Blue eyed child, I see you in the sunshine nibbling on watermelon and feeling the trees above you. I spot the dirt under your fingernails and am reminded of who you are…a sand sifter, a thought drifter, an “i love the simple things” kind of guy. I think of all the times I’ve found you not quite sitting, basically squatting, over a pile of earth. Your palms closed and a line of dirt swirling towards the ground. Your eyes focus, as if you are riding the dusty trail towards the soft pile below and I wonder where you are.

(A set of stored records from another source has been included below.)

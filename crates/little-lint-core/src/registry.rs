//! Rule registry holding file, line and node rules.

use std::collections::{BTreeMap, HashMap, HashSet};

use thiserror::Error;
use tracing::debug;

use crate::rule::{FileCheck, LineCheck, NodeCheck, RuleInfo, RuleOutput};
use crate::syntax::NodeCategory;
use crate::types::Violation;

/// Option name that makes a node rule receive a comment- and decorator-free tree.
pub const IGNORE_COMMENTS_AND_DECORATORS: &str = "ignore_comments_and_decorators";

/// Option names accepted by [`Registry::register_node_rule`].
pub const KNOWN_OPTIONS: &[&str] = &[IGNORE_COMMENTS_AND_DECORATORS];

/// Errors raised while registering rules.
#[derive(Debug, Error, PartialEq, Eq)]
pub enum RegistryError {
    /// Option name outside the allow-list.
    #[error("rule '{rule}': unknown option '{option}' (known: {known})")]
    UnknownOption {
        /// Rule being registered.
        rule: String,
        /// Offending option.
        option: String,
        /// Comma-separated allow-list.
        known: String,
    },

    /// Option value of the wrong type.
    #[error("rule '{rule}': option '{option}' must be a {expected}")]
    InvalidOptionValue {
        /// Rule being registered.
        rule: String,
        /// Offending option.
        option: String,
        /// Expected value type.
        expected: &'static str,
    },

    /// Node rule registered without any category.
    #[error("rule '{rule}': node rules need at least one category")]
    NoCategories {
        /// Rule being registered.
        rule: String,
    },

    /// Rule name already taken in any collection.
    #[error("rule '{rule}' is already registered")]
    DuplicateRule {
        /// Rule being registered.
        rule: String,
    },
}

/// Options attached to a node rule at registration.
#[derive(Debug, Clone, Default, PartialEq)]
pub struct RuleOptions {
    values: BTreeMap<String, toml::Value>,
}

impl RuleOptions {
    /// Creates an empty option mapping.
    #[must_use]
    pub fn new() -> Self {
        Self::default()
    }

    /// Sets an option.
    #[must_use]
    pub fn with(mut self, name: impl Into<String>, value: impl Into<toml::Value>) -> Self {
        self.values.insert(name.into(), value.into());
        self
    }

    /// Returns an option value.
    #[must_use]
    pub fn get(&self, name: &str) -> Option<&toml::Value> {
        self.values.get(name)
    }

    fn validate(&self, rule: &str) -> Result<NodeRuleFlags, RegistryError> {
        let mut flags = NodeRuleFlags::default();
        for (name, value) in &self.values {
            match name.as_str() {
                IGNORE_COMMENTS_AND_DECORATORS => {
                    flags.ignore_comments_and_decorators =
                        value
                            .as_bool()
                            .ok_or_else(|| RegistryError::InvalidOptionValue {
                                rule: rule.to_string(),
                                option: name.clone(),
                                expected: "boolean",
                            })?;
                }
                _ => {
                    return Err(RegistryError::UnknownOption {
                        rule: rule.to_string(),
                        option: name.clone(),
                        known: KNOWN_OPTIONS.join(", "),
                    })
                }
            }
        }
        Ok(flags)
    }
}

/// Validated node rule options.
#[derive(Debug, Clone, Copy, Default, PartialEq, Eq)]
pub struct NodeRuleFlags {
    /// Invoke the rule on a re-parse of the source without comment and decorator lines.
    pub ignore_comments_and_decorators: bool,
}

/// A registered whole-file rule.
pub struct FileRuleRecord {
    /// Rule metadata.
    pub info: RuleInfo,
    check: FileCheck,
}

impl FileRuleRecord {
    /// Runs the rule on the full text.
    pub fn check(&self, source: &str) -> RuleOutput {
        (self.check)(source)
    }
}

/// A registered per-line rule.
pub struct LineRuleRecord {
    /// Rule metadata.
    pub info: RuleInfo,
    check: LineCheck,
}

impl LineRuleRecord {
    /// Runs the rule on one line.
    pub fn check(&self, line: &str, number: usize) -> Option<Violation> {
        (self.check)(line, number)
    }
}

/// A registered node rule.
pub struct NodeRuleRecord {
    /// Rule metadata.
    pub info: RuleInfo,
    /// Categories the rule was registered for, deduplicated in given order.
    pub categories: Vec<NodeCategory>,
    /// Options as passed at registration.
    pub options: RuleOptions,
    /// Validated options.
    pub flags: NodeRuleFlags,
    /// The checker.
    pub check: NodeCheck,
}

/// Holds the three rule collections.
///
/// Build it once at startup, then share it read-only with the scanner.
/// Rules fire in registration order within each collection.
#[derive(Default)]
pub struct Registry {
    file_rules: Vec<FileRuleRecord>,
    line_rules: Vec<LineRuleRecord>,
    node_rules: Vec<NodeRuleRecord>,
    by_category: HashMap<NodeCategory, Vec<usize>>,
    names: HashSet<&'static str>,
}

impl Registry {
    /// Creates an empty registry.
    #[must_use]
    pub fn new() -> Self {
        Self::default()
    }

    fn claim_name(&mut self, info: RuleInfo) -> Result<(), RegistryError> {
        if self.names.insert(info.name) {
            Ok(())
        } else {
            Err(RegistryError::DuplicateRule {
                rule: info.name.to_string(),
            })
        }
    }

    /// Registers a rule that receives the whole source text.
    ///
    /// # Errors
    ///
    /// Returns an error if the rule name is already registered.
    pub fn register_file_rule<F, O>(&mut self, info: RuleInfo, check: F) -> Result<(), RegistryError>
    where
        F: Fn(&str) -> O + Send + Sync + 'static,
        O: Into<RuleOutput>,
    {
        self.claim_name(info)?;
        debug!("Registered file rule: {}", info.name);
        self.file_rules.push(FileRuleRecord {
            info,
            check: Box::new(move |source: &str| check(source).into()),
        });
        Ok(())
    }

    /// Registers a rule that receives each line with its 1-based number.
    ///
    /// # Errors
    ///
    /// Returns an error if the rule name is already registered.
    pub fn register_line_rule<F>(&mut self, info: RuleInfo, check: F) -> Result<(), RegistryError>
    where
        F: Fn(&str, usize) -> Option<Violation> + Send + Sync + 'static,
    {
        self.claim_name(info)?;
        debug!("Registered line rule: {}", info.name);
        self.line_rules.push(LineRuleRecord {
            info,
            check: Box::new(check),
        });
        Ok(())
    }

    /// Registers a rule for nodes of the given categories.
    ///
    /// The rule also fires for nodes whose category declares one of
    /// `categories` as a supertype.
    ///
    /// # Errors
    ///
    /// Fails if `categories` is empty, an option is unknown or has the wrong
    /// type, or the rule name is already registered. Nothing is registered on
    /// failure.
    pub fn register_node_rule(
        &mut self,
        info: RuleInfo,
        categories: &[NodeCategory],
        check: NodeCheck,
        options: RuleOptions,
    ) -> Result<(), RegistryError> {
        if categories.is_empty() {
            return Err(RegistryError::NoCategories {
                rule: info.name.to_string(),
            });
        }
        let flags = options.validate(info.name)?;
        self.claim_name(info)?;

        let mut unique = Vec::with_capacity(categories.len());
        for &category in categories {
            if !unique.contains(&category) {
                unique.push(category);
            }
        }

        let index = self.node_rules.len();
        for &category in &unique {
            self.by_category.entry(category).or_default().push(index);
        }
        debug!(
            "Registered node rule: {} for {:?} ({:?})",
            info.name, unique, flags
        );
        self.node_rules.push(NodeRuleRecord {
            info,
            categories: unique,
            options,
            flags,
            check,
        });
        Ok(())
    }

    /// Whole-file rules in registration order.
    #[must_use]
    pub fn file_rules(&self) -> &[FileRuleRecord] {
        &self.file_rules
    }

    /// Line rules in registration order.
    #[must_use]
    pub fn line_rules(&self) -> &[LineRuleRecord] {
        &self.line_rules
    }

    /// Node rules in registration order.
    #[must_use]
    pub fn node_rules(&self) -> &[NodeRuleRecord] {
        &self.node_rules
    }

    /// Metadata of every registered rule: file, line, then node rules.
    pub fn rule_infos(&self) -> impl Iterator<Item = RuleInfo> + '_ {
        self.file_rules
            .iter()
            .map(|r| r.info)
            .chain(self.line_rules.iter().map(|r| r.info))
            .chain(self.node_rules.iter().map(|r| r.info))
    }

    /// Total number of registered rules.
    #[must_use]
    pub fn len(&self) -> usize {
        self.file_rules.len() + self.line_rules.len() + self.node_rules.len()
    }

    /// Returns true if no rule is registered.
    #[must_use]
    pub fn is_empty(&self) -> bool {
        self.len() == 0
    }

    /// Node rules applicable to `category`: those registered for it or for
    /// one of its supertypes, each once, in registration order.
    #[must_use]
    pub fn resolve(&self, category: NodeCategory) -> Vec<&NodeRuleRecord> {
        let mut indices: Vec<usize> = self
            .by_category
            .get(&category)
            .into_iter()
            .chain(
                category
                    .supertypes()
                    .iter()
                    .filter_map(|parent| self.by_category.get(parent)),
            )
            .flatten()
            .copied()
            .collect();
        indices.sort_unstable();
        indices.dedup();
        indices.into_iter().map(|i| &self.node_rules[i]).collect()
    }
}

impl std::fmt::Debug for Registry {
    fn fmt(&self, f: &mut std::fmt::Formatter<'_>) -> std::fmt::Result {
        f.debug_struct("Registry")
            .field("file_rules", &self.file_rules.len())
            .field("line_rules", &self.line_rules.len())
            .field("node_rules", &self.node_rules.len())
            .finish_non_exhaustive()
    }
}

Then I remember mindfulness, and wish I could watch dirt slipping through my fingers with as much grace, with as much presence as you have. I wish I could hear the crackle of the oil in a skillet the way you do, when you smile and say “oh wow mom, isn’t that so satisfying?” I always have to think for a moment, and then I know it is. It is satisfying. All these little things you take time for … the black ant crawling up your arm and you simply but magnificently allow him to be. You tell me “look at how cute mom” and I see your face and think “yah, how very cute.”
My dear spectrum baby, you are a zen teacher. Your soul shines through your eyes and your freckles and your sweet speaking mouth. Passion glows through your dirty finger nails and your cradle hold on watermelon and ants and hearts and I see you.